[LISTED RECORDS Boundary: Start]

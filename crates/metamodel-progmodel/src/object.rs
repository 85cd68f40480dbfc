//! Object-level annotation and value-type factories.

use metamodel_kernel::descriptor::annotation;
use metamodel_kernel::{
    BeanSort, Facet, FacetFactory, FacetValue, FeatureTypes, MetamodelError, Precedence,
    ProcessClassContext, facet_type,
};

/// `@DomainObject`: editing and the object-wide domain event types.
#[derive(Debug, Default)]
pub struct DomainObjectAnnotationFacetFactory;

impl FacetFactory for DomainObjectAnnotationFacetFactory {
    fn feature_types(&self) -> FeatureTypes {
        FeatureTypes::OBJECTS_ONLY
    }

    fn process_class(&self, ctx: &mut ProcessClassContext<'_>) -> Result<(), MetamodelError> {
        let Some(domain_object) = ctx.class().annotation(annotation::DOMAIN_OBJECT) else {
            return Ok(());
        };

        match domain_object.attr_str("editing") {
            None | Some("AS_CONFIGURED") | Some("ENABLED") => {}
            Some("DISABLED") => {
                ctx.add_facet(Facet::marker(facet_type::IMMUTABLE, Precedence::Explicit));
            }
            Some(other) => {
                ctx.add_facet(
                    Facet::new(facet_type::IMMUTABLE, Precedence::Fallback, FacetValue::Flag(false))
                        .with_metadata_error(format!(
                            "@DomainObject(editing) has unknown value '{other}'"
                        )),
                );
            }
        }

        let events = [
            ("actionDomainEvent", facet_type::OBJECT_ACTION_DOMAIN_EVENT),
            ("propertyDomainEvent", facet_type::OBJECT_PROPERTY_DOMAIN_EVENT),
        ];
        for (attribute, facet_type) in events {
            if let Some(event_type) = domain_object.attr_str(attribute) {
                ctx.add_facet(Facet::new(
                    facet_type,
                    Precedence::Explicit,
                    FacetValue::TypeName(event_type.to_string()),
                ));
            }
        }
        Ok(())
    }
}

/// Value types: a value facet naming the semantics provider, and immutability.
#[derive(Debug, Default)]
pub struct ValueFacetFactory;

impl FacetFactory for ValueFacetFactory {
    fn feature_types(&self) -> FeatureTypes {
        FeatureTypes::OBJECTS_ONLY
    }

    fn process_class(&self, ctx: &mut ProcessClassContext<'_>) -> Result<(), MetamodelError> {
        if ctx.holder().bean_sort() != BeanSort::Value {
            return Ok(());
        }
        let class = ctx.class();
        let (precedence, provider) = match class.annotation(annotation::VALUE) {
            Some(value) => (
                Precedence::Explicit,
                value.attr_str("semanticsProvider").unwrap_or(class.name.as_str()),
            ),
            // registered through the context's value type registry
            None => (Precedence::Inferred, class.name.as_str()),
        };
        ctx.add_facet(Facet::new(
            facet_type::VALUE,
            precedence,
            FacetValue::TypeName(provider.to_string()),
        ));
        ctx.add_facet(Facet::marker(facet_type::IMMUTABLE, Precedence::Inferred));
        Ok(())
    }
}

#[cfg(test)]
mod tests {
    use super::*;
    use crate::test_support::{introspect_with, view_model};
    use metamodel_kernel::{Annotation, ClassDescriptor, FacetHolder};

    #[test]
    fn editing_disabled_marks_the_object_immutable() {
        let class = ClassDescriptor::new("dom.Invoice").annotated(
            Annotation::new(annotation::DOMAIN_OBJECT)
                .with("editing", "DISABLED")
                .with("actionDomainEvent", "dom.InvoiceActionEvent"),
        );
        let spec = introspect_with(|| DomainObjectAnnotationFacetFactory, class);
        assert_eq!(
            spec.get_facet(facet_type::IMMUTABLE).and_then(Facet::as_flag),
            Some(true)
        );
        assert_eq!(
            spec.get_facet(facet_type::OBJECT_ACTION_DOMAIN_EVENT)
                .and_then(Facet::as_text),
            Some("dom.InvoiceActionEvent")
        );
        assert!(!spec.contains_facet(facet_type::OBJECT_PROPERTY_DOMAIN_EVENT));
    }

    #[test]
    fn unknown_editing_value_is_a_metadata_error() {
        let class = ClassDescriptor::new("dom.Invoice")
            .annotated(Annotation::new(annotation::DOMAIN_OBJECT).with("editing", "SOMETIMES"));
        let spec = introspect_with(|| DomainObjectAnnotationFacetFactory, class);
        assert_eq!(
            spec.metadata_errors(),
            vec!["@DomainObject(editing) has unknown value 'SOMETIMES'"]
        );
        assert_eq!(
            spec.get_facet(facet_type::IMMUTABLE).and_then(Facet::as_flag),
            Some(false)
        );
    }

    #[test]
    fn value_types_get_a_value_facet() {
        let annotated = ClassDescriptor::new("dom.Money").annotated(
            Annotation::new(annotation::VALUE).with("semanticsProvider", "dom.MoneySemantics"),
        );
        let spec = introspect_with(|| ValueFacetFactory, annotated);
        let value = spec.get_facet(facet_type::VALUE).expect("value facet");
        assert_eq!(value.as_text(), Some("dom.MoneySemantics"));
        assert_eq!(value.precedence(), Precedence::Explicit);

        let builtin =
            introspect_with(|| ValueFacetFactory, ClassDescriptor::new("java.lang.String"));
        let value = builtin.get_facet(facet_type::VALUE).expect("value facet");
        assert_eq!(value.precedence(), Precedence::Inferred);
        assert!(builtin.contains_facet(facet_type::IMMUTABLE));

        let entity = introspect_with(|| ValueFacetFactory, view_model("dom.Customer"));
        assert!(!entity.contains_facet(facet_type::VALUE));
    }
}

[LISTED RECORDS Boundary: End]

- TASK STATEMENT
Please copy exactly, and only, the lines from the line containing "assert_eq!(value.precedence(), Precedence::Explicit);" through the last line of the records, with both ends included.

- ANSWER BELOW
        assert_eq!(value.precedence(), Precedence::Explicit);

        let builtin =
            introspect_with(|| ValueFacetFactory, ClassDescriptor::new("java.lang.String"));
        let value = builtin.get_facet(facet_type::VALUE).expect("value facet");
        assert_eq!(value.precedence(), Precedence::Inferred);
        assert!(builtin.contains_facet(facet_type::IMMUTABLE));

        let entity = introspect_with(|| ValueFacetFactory, view_model("dom.Customer"));
        assert!(!entity.contains_facet(facet_type::VALUE));
    }
}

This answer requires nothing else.